The best achievement of the laboratory revision was the implementation of three new assignments. The first was student presentations. The students definitely dread them but in this day and age, being able to present yourself well is very key to your success. It won’t be long before “everyone” has a bachelor’s degree and it won’t be quite so novel. There are more things that students need to set them apart from others and presentation is an important one. Unfortunately, addition of the presentations meant the loss of two lab section slots. I felt that the sacrifice would be worth it in the long run. The second new assignment was the use of an Animal Science Tutorial CD-ROM. It was very interactive would make a good study guide if the students were forced to use it a few times to get used to it. Thus, I made up a worksheet that needed to be filled out and implemented some of the material into the quizzes. It appeared to be helpful.
The third new assignment was reviewing other students’ work. Originally, students were to choose journal articles and critique the experimental design, results and outcome of the experiment. Last year, I found that students did not improve from one critique to other (there were three total) and that the teaching assistants, myself included, tended to slacken the grading to compensate instead of vice versa. The best way to make students aware of their own work is to make them read and critique some else’s work, particularly a peer.

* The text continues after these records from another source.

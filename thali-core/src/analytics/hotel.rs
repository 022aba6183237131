//! Hotel revenue by day

use chrono::{Datelike, NaiveDate};
use chrono_tz::Tz;
use rust_decimal::Decimal;
use serde::{Deserialize, Serialize};
use shared::error::AppResult;
use shared::models::Bill;
use std::collections::BTreeMap;
use std::sync::Arc;

use crate::store::{Collection, DocumentStore, DocumentStoreExt, Query, TenantScope};
use crate::utils::money::{to_decimal, to_f64};
use crate::utils::time::{business_date, format_date, month_bounds};

/// Paid revenue of one business day
#[derive(Debug, Clone, PartialEq, Serialize, Deserialize)]
#[serde(rename_all = "camelCase")]
pub struct DailyRevenue {
    /// YYYY-MM-DD
    pub date: String,
    pub total: f64,
    pub bills: usize,
}

#[derive(Clone)]
pub struct HotelAnalytics {
    store: Arc<dyn DocumentStore>,
    timezone: Tz,
}

impl HotelAnalytics {
    pub fn new(store: Arc<dyn DocumentStore>, timezone: Tz) -> Self {
        Self { store, timezone }
    }

    /// Paid bills of a month grouped by the day they were opened
    pub async fn monthly(&self, scope: &TenantScope, year: i32, month: u32) -> AppResult<Vec<DailyRevenue>> {
        let (first, next) = month_bounds(year, month)?;
        let bills = self
            .store
            .list_as::<Bill>(scope, Collection::Bills, &Query::all().where_eq("paid", "yes"))
            .await?;
        let bills: Vec<Bill> = bills.into_iter().map(|r| r.data).collect();
        Ok(revenue_by_day(&bills, first, next, self.timezone))
    }
}

/// Sum paid totals per business day within `[first, next)`
pub fn revenue_by_day(bills: &[Bill], first: NaiveDate, next: NaiveDate, tz: Tz) -> Vec<DailyRevenue> {
    let mut days: BTreeMap<NaiveDate, (Decimal, usize)> = BTreeMap::new();
    for bill in bills.iter().filter(|b| b.is_paid()) {
        let day = business_date(bill.created_at, tz);
        if day < first || day >= next {
            continue;
        }
        let entry = days.entry(day).or_default();
        entry.0 += to_decimal(bill.total);
        entry.1 += 1;
    }
    days.into_iter()
        .map(|(day, (total, count))| DailyRevenue {
            date: format_date(day),
            total: to_f64(total),
            bills: count,
        })
        .collect()
}

/// Month total across the daily rows
pub fn month_total(rows: &[DailyRevenue]) -> f64 {
    to_f64(rows.iter().map(|r| to_decimal(r.total)).sum())
}

/// Days in the month that have no revenue rows
pub fn empty_days(rows: &[DailyRevenue], year: i32, month: u32) -> AppResult<Vec<String>> {
    let (first, next) = month_bounds(year, month)?;
    Ok(first
        .iter_days()
        .take_while(|d| *d < next)
        .filter(|d| d.month() == month)
        .map(format_date)
        .filter(|d| !rows.iter().any(|r| &r.date == d))
        .collect())
}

Finally, I took control of the ORGANIZATION of the labs. From one month before the semester began until the last day of finals and grading, I was in total control of what went on in the ANSC 101 labs. I attended as many of the lab sections as I could and I gave the other teaching assistants one week to approve the questions for the next week’s quizzes and to add one or two more of their own. I made sure that we were consistent (as much as humanly possible) with our grading and our teaching. Each teaching assistant was fully briefed at the start of the week as to what was ultimately expected of the students and we walked through the labs step-by-step. I took comments and implemented immediately if possible and at the start of the next week, I asked for feedback and again, took notes and/or changed things immediately so that the next year would run smoothly with only a month’s worth of prep time instead of the whole summer.
I have learned a great deal from this experience and the lab is better for it. Unfortunately, I will not be benefiting from the fruits of my labor this year, but certainly, the transition to a new primary instructor and lead teaching assistant will be a smoother one because of the effort.